Stored data
◆ ◆ ◆ ◆ ◆ ◆ ◆
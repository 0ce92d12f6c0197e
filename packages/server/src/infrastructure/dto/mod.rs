//! Data Transfer Objects (DTOs) for the session relay.
//!
//! DTOs are organized by protocol:
//! - `websocket`: WebSocket message DTOs (the relay's wire contract)
//! - `http`: HTTP API request/response DTOs
//! - `conversion`: DTO ⇄ Domain Model conversions and per-message relay plans

pub mod conversion;
pub mod http;
pub mod websocket;
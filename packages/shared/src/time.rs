//! Time-related utilities with clock abstraction for testability.

use chrono::{DateTime, TimeZone, Utc};

/// Clock trait for dependency injection and testing
pub trait Clock: Send + Sync {
    /// Get current Unix timestamp in UTC (milliseconds)
    fn now_unix_millis(&self) -> i64;
}

/// System clock implementation (uses actual system time)
#[derive(Debug, Clone, Copy)]
pub struct SystemClock;

impl Clock for SystemClock {
    fn now_unix_millis(&self) -> i64 {
        get_unix_timestamp()
    }
}

/// Fixed clock implementation for testing (returns a fixed time)
#[derive(Debug, Clone, Copy)]
pub struct FixedClock {
    fixed_time: i64,
}

impl FixedClock {
    /// Create a new fixed clock with the given timestamp
    pub fn new(fixed_time_millis: i64) -> Self {
        Self {
            fixed_time: fixed_time_millis,
        }
    }
}

impl Clock for FixedClock {
    fn now_unix_millis(&self) -> i64 {
        self.fixed_time
    }
}

/// Get current Unix timestamp in UTC (milliseconds)
///
/// Sessions are spread across time zones, so every timestamp the relay
/// records or serves is plain UTC.
pub fn get_unix_timestamp() -> i64 {
    Utc::now().timestamp_millis()
}

/// Convert Unix timestamp (milliseconds) to UTC RFC 3339 format
pub fn timestamp_to_rfc3339(timestamp_millis: i64) -> String {
    let seconds = timestamp_millis.div_euclid(1000);
    let nanos = (timestamp_millis.rem_euclid(1000) * 1_000_000) as u32;
    match Utc.timestamp_opt(seconds, nanos) {
        chrono::LocalResult::Single(dt) => dt.to_rfc3339(),
        _ => DateTime::<Utc>::UNIX_EPOCH.to_rfc3339(),
    }
}

#[cfg(test)]
mod tests {
    use super::*;

    #[test]
    fn test_system_clock_returns_non_zero_timestamp() {
        // テスト項目: SystemClock が 0 以外のタイムスタンプを返す
        // given (前提条件):
        let clock = SystemClock;

        // when (操作):
        let timestamp = clock.now_unix_millis();

        // then (期待する結果):
        assert!(timestamp > 0);
    }

    #[test]
    fn test_system_clock_returns_increasing_timestamps() {
        // テスト項目: SystemClock が呼び出すたびに増加するタイムスタンプを返す
        // given (前提条件):
        let clock = SystemClock;

        // when (操作):
        let timestamp1 = clock.now_unix_millis();
        std::thread::sleep(std::time::Duration::from_millis(10));
        let timestamp2 = clock.now_unix_millis();

        // then (期待する結果):
        assert!(timestamp2 >= timestamp1);
    }

    #[test]
    fn test_fixed_clock_returns_fixed_timestamp() {
        // テスト項目: FixedClock が固定されたタイムスタンプを返す
        // given (前提条件):
        let fixed_time = 1234567890123;
        let clock = FixedClock::new(fixed_time);

        // when (操作):
        let timestamp = clock.now_unix_millis();

        // then (期待する結果):
        assert_eq!(timestamp, fixed_time);
    }

    #[test]
    fn test_timestamp_to_rfc3339_format() {
        // テスト項目: タイムスタンプが正しく RFC 3339 形式 (UTC) に変換される
        // given (前提条件):
        // 2023-01-01 00:00:00 UTC in milliseconds
        let timestamp = 1672531200000;

        // when (操作):
        let result = timestamp_to_rfc3339(timestamp);

        // then (期待する結果):
        assert!(result.starts_with("2023-01-01T00:00:00"));
        assert!(result.contains("+00:00"));
    }

    #[test]
    fn test_timestamp_to_rfc3339_with_milliseconds() {
        // テスト項目: ミリ秒を含むタイムスタンプが正しく変換される
        // given (前提条件):
        let timestamp = 1672531200123;

        // when (操作):
        let result = timestamp_to_rfc3339(timestamp);

        // then (期待する結果):
        assert!(result.starts_with("2023-01-01T00:00:00.123"));
    }

    #[test]
    fn test_get_unix_timestamp_returns_positive_value() {
        // テスト項目: get_unix_timestamp が正の値を返す
        // given (前提条件):

        // when (操作):
        let timestamp = get_unix_timestamp();

        // then (期待する結果):
        assert!(timestamp > 0);
    }
}
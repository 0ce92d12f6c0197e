//! HTTP / WebSocket endpoint handlers.

mod http;
mod websocket;

pub use http::{exchange_token, get_room_detail, get_rooms, health_check};
pub use websocket::websocket_handler;
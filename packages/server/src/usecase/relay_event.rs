//! UseCase: 状態更新イベントのリレー
//!
//! 入室承認以外の全イベント（ダイスロール、オブジェクトの追加・移動・
//! 属性変更など）の通り道。共有オブジェクトストアへのミューテーションを
//! 適用してから、宛先ポリシーに従って部屋のメンバーへフレームを配る。
//!
//! 部屋に入っていない送信者・admitted でない送信者のイベントは
//! プロトコル違反として黙って捨てる（エラーは返さない。送信者に
//! 構造化エラーを届ける確実な経路がなく、ピアの整合性は結果整合で
//! 吸収されるため）。

use std::sync::Arc;

use irori_shared::time::get_unix_timestamp;

use crate::domain::{
    ConnectionId, MessagePusher, RecipientPolicy, RoomDirectory, RoomId, SceneUpdate,
};

/// イベントリレーのユースケース
pub struct RelayEventUseCase {
    /// RoomDirectory（部屋レジストリの抽象化）
    directory: Arc<dyn RoomDirectory>,
    /// MessagePusher（メッセージ通知の抽象化）
    message_pusher: Arc<dyn MessagePusher>,
}

impl RelayEventUseCase {
    /// 新しい RelayEventUseCase を作成
    pub fn new(directory: Arc<dyn RoomDirectory>, message_pusher: Arc<dyn MessagePusher>) -> Self {
        Self {
            directory,
            message_pusher,
        }
    }

    /// ストアのミューテーション適用とフレームのファンアウトを実行
    ///
    /// ミューテーションと宛先の確定は部屋のロックの中で原子的に行い、
    /// 送信自体はロックの外で fire-and-forget する。一部の宛先への
    /// 送信失敗は適用済みのミューテーションに影響しない。
    ///
    /// 返り値はリレーしたかどうか（捨てた場合 false）。
    pub async fn execute(
        &self,
        room_id: &RoomId,
        sender: &ConnectionId,
        update: SceneUpdate,
        policy: RecipientPolicy,
        frame: String,
    ) -> bool {
        let Some(shared) = self.directory.get(room_id).await else {
            tracing::debug!(
                "Dropping relay event from '{}': room '{}' not found",
                sender,
                room_id
            );
            return false;
        };

        let targets = {
            let mut room = shared.lock().await;
            if !room.is_member(sender) {
                tracing::debug!(
                    "Dropping relay event from '{}': not an admitted member of '{}'",
                    sender,
                    room_id
                );
                return false;
            }
            room.touch(get_unix_timestamp());
            room.scene_mut().apply(update);
            match policy {
                RecipientPolicy::Others => room
                    .member_ids()
                    .into_iter()
                    .filter(|id| id != sender)
                    .collect(),
                RecipientPolicy::All => room.member_ids(),
            }
        };

        if let Err(e) = self.message_pusher.broadcast(targets, &frame).await {
            tracing::warn!("Failed to broadcast relayed event: {}", e);
        }
        true
    }
}
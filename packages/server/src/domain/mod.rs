//! ドメイン層
//!
//! セッションリレーの中核となる Domain Model を定義します。
//! この層は他の層に依存しません（依存性の逆転）。

mod connection;
mod directory;
mod pusher;
mod room;
mod scene;

pub use connection::{ConnectionId, PlayerName, ValidationError};
pub use directory::{RoomDirectory, SharedRoom};
#[cfg(test)]
pub use pusher::MockMessagePusher;
pub use pusher::{MessagePushError, MessagePusher, PusherChannel};
pub use room::{AdmitOutcome, DenyOutcome, JoinOutcome, LeaveOutcome, Member, Room, RoomId};
pub use scene::{
    AttributePatch, ObjectId, ObjectKind, RecipientPolicy, SceneObject, SceneStore, SceneUpdate,
};
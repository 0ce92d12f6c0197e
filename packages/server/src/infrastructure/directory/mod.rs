//! RoomDirectory の実装

mod inmemory;

pub use inmemory::InMemoryRoomDirectory;
//! irori session relay server library.
//!
//! Clients join a named room over WebSocket, the room's host gates
//! admission, and state-update events fan out to the other room members.

// layers
pub mod domain;
pub mod infrastructure;
pub mod ui;
pub mod usecase;
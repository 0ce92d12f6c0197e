//! Server state and connection management.

use std::sync::Arc;

use crate::domain::MessagePusher;
use crate::infrastructure::oauth::DiscordTokenClient;
use crate::usecase::{
    AdmitPlayerUseCase, CheckRoomStatusUseCase, DenyPlayerUseCase, GetRoomDetailUseCase,
    GetRoomsUseCase, LeaveRoomUseCase, RelayEventUseCase, RequestJoinUseCase,
};

/// Shared application state
pub struct AppState {
    /// CheckRoomStatusUseCase（部屋の状態確認のユースケース）
    pub check_room_status_usecase: Arc<CheckRoomStatusUseCase>,
    /// RequestJoinUseCase（入室要求のユースケース）
    pub request_join_usecase: Arc<RequestJoinUseCase>,
    /// AdmitPlayerUseCase（入室承認のユースケース）
    pub admit_player_usecase: Arc<AdmitPlayerUseCase>,
    /// DenyPlayerUseCase（入室拒否のユースケース）
    pub deny_player_usecase: Arc<DenyPlayerUseCase>,
    /// LeaveRoomUseCase（切断による退室のユースケース）
    pub leave_room_usecase: Arc<LeaveRoomUseCase>,
    /// RelayEventUseCase（状態更新イベントのリレーのユースケース）
    pub relay_event_usecase: Arc<RelayEventUseCase>,
    /// GetRoomsUseCase（部屋一覧取得のユースケース）
    pub get_rooms_usecase: Arc<GetRoomsUseCase>,
    /// GetRoomDetailUseCase（部屋詳細取得のユースケース）
    pub get_room_detail_usecase: Arc<GetRoomDetailUseCase>,
    /// MessagePusher（接続レジストリ。ハンドラが接続の登録・解除に使う）
    pub message_pusher: Arc<dyn MessagePusher>,
    /// Discord OAuth のコード交換クライアント
    pub token_client: Arc<DiscordTokenClient>,
}
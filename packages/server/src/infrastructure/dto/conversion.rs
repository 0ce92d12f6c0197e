//! DTO と Domain Model の変換
//!
//! リレー対象のメッセージ種別ごとに「ストアへのミューテーション」
//! 「宛先ポリシー」「転送するサーバーイベント」を 1 つの RelayPlan に
//! まとめます。どのイベントがどう振る舞うかの対応表はこのモジュールに
//! だけ存在し、UseCase 層はプランを機械的に適用します。

use crate::domain::{
    AttributePatch, ConnectionId, Member, ObjectId, ObjectKind, RecipientPolicy, SceneObject,
    SceneUpdate, ValidationError,
};

use super::websocket::{ClientEvent, PlayerInfo, SceneObjectDto, ServerEvent};

/// リレー 1 件分の実行計画
#[derive(Debug, Clone, PartialEq)]
pub struct RelayPlan {
    /// SceneStore へのミューテーション
    pub update: SceneUpdate,
    /// ブロードキャストの宛先ポリシー
    pub policy: RecipientPolicy,
    /// 転送するイベント（送信者 ID 付与済み）
    pub outbound: ServerEvent,
}

/// ワイヤ表現から Domain Model のレコードへ変換
///
/// 種別はイベント名が運ぶため引数で受け取る。
pub fn scene_object_from_dto(
    dto: SceneObjectDto,
    kind: ObjectKind,
) -> Result<SceneObject, ValidationError> {
    Ok(SceneObject {
        id: ObjectId::new(dto.id)?,
        kind,
        src: dto.src,
        x: dto.x,
        y: dto.y,
        name: dto.name,
        flipped: dto.flipped,
        locked: dto.locked,
        size: dto.size,
        hit_points: dto.hit_points,
        max_hit_points: dto.max_hit_points,
        conditions: dto.conditions,
    })
}

/// Domain Model のレコードからワイヤ表現へ変換
pub fn scene_object_to_dto(object: &SceneObject) -> SceneObjectDto {
    SceneObjectDto {
        id: object.id.as_str().to_string(),
        src: object.src.clone(),
        x: object.x,
        y: object.y,
        name: object.name.clone(),
        flipped: object.flipped,
        locked: object.locked,
        size: object.size,
        hit_points: object.hit_points,
        max_hit_points: object.max_hit_points,
        conditions: object.conditions.clone(),
    }
}

/// メンバーからワイヤ表現へ変換
pub fn member_to_player_info(member: &Member) -> PlayerInfo {
    PlayerInfo {
        player_id: member.id.as_str().to_string(),
        player_name: member.name.as_str().to_string(),
    }
}

/// 受信イベントからリレーの実行計画を導出する
///
/// 入室承認まわりのイベント（check-room-status / request-join /
/// admit-player / deny-player）はリレー対象ではないため `None` を返す。
/// オブジェクト ID が空など検証に失敗したメッセージは Err（呼び出し側で
/// プロトコル違反として捨てる）。
pub fn relay_plan(
    event: ClientEvent,
    sender: &ConnectionId,
) -> Result<Option<RelayPlan>, ValidationError> {
    let sender_id = sender.as_str().to_string();

    let plan = match event {
        ClientEvent::CheckRoomStatus { .. }
        | ClientEvent::RequestJoin { .. }
        | ClientEvent::AdmitPlayer { .. }
        | ClientEvent::DenyPlayer { .. } => return Ok(None),

        ClientEvent::AddImage { object } => {
            let record = scene_object_from_dto(object.clone(), ObjectKind::Image)?;
            RelayPlan {
                update: SceneUpdate::Put(record),
                policy: RecipientPolicy::Others,
                outbound: ServerEvent::AddImage {
                    player_id: Some(sender_id),
                    object,
                },
            }
        }
        ClientEvent::AddAvatar { object } => {
            let record = scene_object_from_dto(object.clone(), ObjectKind::Avatar)?;
            RelayPlan {
                update: SceneUpdate::Put(record),
                policy: RecipientPolicy::Others,
                outbound: ServerEvent::AddAvatar {
                    player_id: Some(sender_id),
                    object,
                },
            }
        }
        ClientEvent::AddHostAvatar { src } => RelayPlan {
            update: SceneUpdate::SetHostAvatar { src: src.clone() },
            policy: RecipientPolicy::Others,
            outbound: ServerEvent::AddHostAvatar {
                player_id: Some(sender_id),
                src,
            },
        },
        ClientEvent::TokenAdded { object } => {
            let record = scene_object_from_dto(object.clone(), ObjectKind::Token)?;
            RelayPlan {
                update: SceneUpdate::Put(record),
                policy: RecipientPolicy::Others,
                outbound: ServerEvent::TokenAdded {
                    player_id: Some(sender_id),
                    object,
                },
            }
        }

        ClientEvent::MoveImage { id, x, y } => RelayPlan {
            update: SceneUpdate::PatchPosition {
                id: ObjectId::new(id.clone())?,
                x,
                y,
            },
            policy: RecipientPolicy::Others,
            outbound: ServerEvent::MoveImage {
                player_id: sender_id,
                id,
                x,
                y,
            },
        },
        ClientEvent::MoveAvatar { id, x, y } => RelayPlan {
            update: SceneUpdate::PatchPosition {
                id: ObjectId::new(id.clone())?,
                x,
                y,
            },
            policy: RecipientPolicy::Others,
            outbound: ServerEvent::MoveAvatar {
                player_id: sender_id,
                id,
                x,
                y,
            },
        },
        ClientEvent::TokenMoved { id, x, y } => RelayPlan {
            update: SceneUpdate::PatchPosition {
                id: ObjectId::new(id.clone())?,
                x,
                y,
            },
            policy: RecipientPolicy::Others,
            outbound: ServerEvent::TokenMoved {
                player_id: sender_id,
                id,
                x,
                y,
            },
        },
        ClientEvent::TokenMoving { id, x, y } => RelayPlan {
            update: SceneUpdate::PatchPosition {
                id: ObjectId::new(id.clone())?,
                x,
                y,
            },
            policy: RecipientPolicy::Others,
            outbound: ServerEvent::TokenMoving {
                player_id: sender_id,
                id,
                x,
                y,
            },
        },

        ClientEvent::TokenRemoved { id } => RelayPlan {
            update: SceneUpdate::Remove {
                id: ObjectId::new(id.clone())?,
            },
            policy: RecipientPolicy::Others,
            outbound: ServerEvent::TokenRemoved {
                player_id: sender_id,
                id,
            },
        },
        ClientEvent::AvatarRemoved { id } => RelayPlan {
            update: SceneUpdate::Remove {
                id: ObjectId::new(id.clone())?,
            },
            policy: RecipientPolicy::Others,
            outbound: ServerEvent::AvatarRemoved {
                player_id: sender_id,
                id,
            },
        },

        ClientEvent::TokenLockSet { id, locked } => RelayPlan {
            update: SceneUpdate::PatchAttributes {
                id: ObjectId::new(id.clone())?,
                patch: AttributePatch {
                    locked: Some(locked),
                    ..AttributePatch::default()
                },
            },
            policy: RecipientPolicy::Others,
            outbound: ServerEvent::TokenLockSet {
                player_id: sender_id,
                id,
                locked,
            },
        },
        ClientEvent::TokenFlipSet { id, flipped } => RelayPlan {
            update: SceneUpdate::PatchAttributes {
                id: ObjectId::new(id.clone())?,
                patch: AttributePatch {
                    flipped: Some(flipped),
                    ..AttributePatch::default()
                },
            },
            policy: RecipientPolicy::Others,
            outbound: ServerEvent::TokenFlipSet {
                player_id: sender_id,
                id,
                flipped,
            },
        },
        ClientEvent::TokenNameSet { id, name } => RelayPlan {
            update: SceneUpdate::PatchAttributes {
                id: ObjectId::new(id.clone())?,
                patch: AttributePatch {
                    name: Some(name.clone()),
                    ..AttributePatch::default()
                },
            },
            policy: RecipientPolicy::Others,
            outbound: ServerEvent::TokenNameSet {
                player_id: sender_id,
                id,
                name,
            },
        },
        ClientEvent::TokenConditionSet { id, conditions } => RelayPlan {
            update: SceneUpdate::PatchAttributes {
                id: ObjectId::new(id.clone())?,
                patch: AttributePatch {
                    conditions: Some(conditions.clone()),
                    ..AttributePatch::default()
                },
            },
            policy: RecipientPolicy::Others,
            outbound: ServerEvent::TokenConditionSet {
                player_id: sender_id,
                id,
                conditions,
            },
        },
        ClientEvent::TokenSizeSet { id, size } => RelayPlan {
            update: SceneUpdate::PatchAttributes {
                id: ObjectId::new(id.clone())?,
                patch: AttributePatch {
                    size: Some(size),
                    ..AttributePatch::default()
                },
            },
            policy: RecipientPolicy::Others,
            outbound: ServerEvent::TokenSizeSet {
                player_id: sender_id,
                id,
                size,
            },
        },

        // ダイスロールだけは送信者を含めて全員に配る：全クライアントが
        // 同一の出目を描画する必要がある
        ClientEvent::DiceRoll { sides, result } => RelayPlan {
            update: SceneUpdate::None,
            policy: RecipientPolicy::All,
            outbound: ServerEvent::DiceRoll {
                player_id: sender_id,
                sides,
                result,
            },
        },
        ClientEvent::AvatarAssigned { avatar_id, user_id } => RelayPlan {
            update: SceneUpdate::None,
            policy: RecipientPolicy::Others,
            outbound: ServerEvent::AvatarAssigned {
                player_id: sender_id,
                avatar_id,
                user_id,
            },
        },
        ClientEvent::AvatarVoiceToggle { avatar_id, enabled } => RelayPlan {
            update: SceneUpdate::None,
            policy: RecipientPolicy::Others,
            outbound: ServerEvent::AvatarVoiceToggle {
                player_id: sender_id,
                avatar_id,
                enabled,
            },
        },
        ClientEvent::HotkeyAssigned { object_id, slot } => RelayPlan {
            update: SceneUpdate::None,
            policy: RecipientPolicy::Others,
            outbound: ServerEvent::HotkeyAssigned {
                player_id: sender_id,
                object_id,
                slot,
            },
        },
        ClientEvent::TacticalModeToggle { enabled } => RelayPlan {
            update: SceneUpdate::None,
            policy: RecipientPolicy::Others,
            outbound: ServerEvent::TacticalModeToggle {
                player_id: sender_id,
                enabled,
            },
        },
    };

    Ok(Some(plan))
}

/// スナップショットをリプレイ用のフレーム列へ変換
///
/// 新規入室者に送る全量の状態。オブジェクトは ID 順、ホストアバターは
/// 末尾に付く。フレームに送信者 ID は付かない。
pub fn snapshot_frames(
    objects: Vec<SceneObject>,
    host_avatar: Option<String>,
) -> Vec<ServerEvent> {
    let mut frames: Vec<ServerEvent> = objects
        .iter()
        .map(|object| {
            let dto = scene_object_to_dto(object);
            match object.kind {
                ObjectKind::Image => ServerEvent::AddImage {
                    player_id: None,
                    object: dto,
                },
                ObjectKind::Avatar => ServerEvent::AddAvatar {
                    player_id: None,
                    object: dto,
                },
                ObjectKind::Token => ServerEvent::TokenAdded {
                    player_id: None,
                    object: dto,
                },
                ObjectKind::HostAvatar => ServerEvent::AddHostAvatar {
                    player_id: None,
                    src: object.src.clone().unwrap_or_default(),
                },
            }
        })
        .collect();

    if let Some(src) = host_avatar {
        frames.push(ServerEvent::AddHostAvatar {
            player_id: None,
            src,
        });
    }

    frames
}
◆ ◆ ◆ ◆ ◆ ◆ ◆
Required work
Please repeat word for word the lines above that run from the beginning through the line containing "the given timestamp", keeping both the first and that last line.

Answer
repository 0ce92d12f6c0197e
filename packages/server/src/infrastructure/dto/mod.rs
//! Data Transfer Objects (DTOs) for the session relay.
//!
//! DTOs are organized by protocol:
//! - `websocket`: WebSocket message DTOs (the relay's wire contract)
//! - `http`: HTTP API request/response DTOs
//! - `conversion`: DTO ⇄ Domain Model conversions and per-message relay plans

pub mod conversion;
pub mod http;
pub mod websocket;
filename packages/shared/src/time.rs
//! Time-related utilities with clock abstraction for testability.

use chrono::{DateTime, TimeZone, Utc};

/// Clock trait for dependency injection and testing
pub trait Clock: Send + Sync {
    /// Get current Unix timestamp in UTC (milliseconds)
    fn now_unix_millis(&self) -> i64;
}

/// System clock implementation (uses actual system time)
#[derive(Debug, Clone, Copy)]
pub struct SystemClock;

impl Clock for SystemClock {
    fn now_unix_millis(&self) -> i64 {
        get_unix_timestamp()
    }
}

/// Fixed clock implementation for testing (returns a fixed time)
#[derive(Debug, Clone, Copy)]
pub struct FixedClock {
    fixed_time: i64,
}

impl FixedClock {
    /// Create a new fixed clock with the given timestamp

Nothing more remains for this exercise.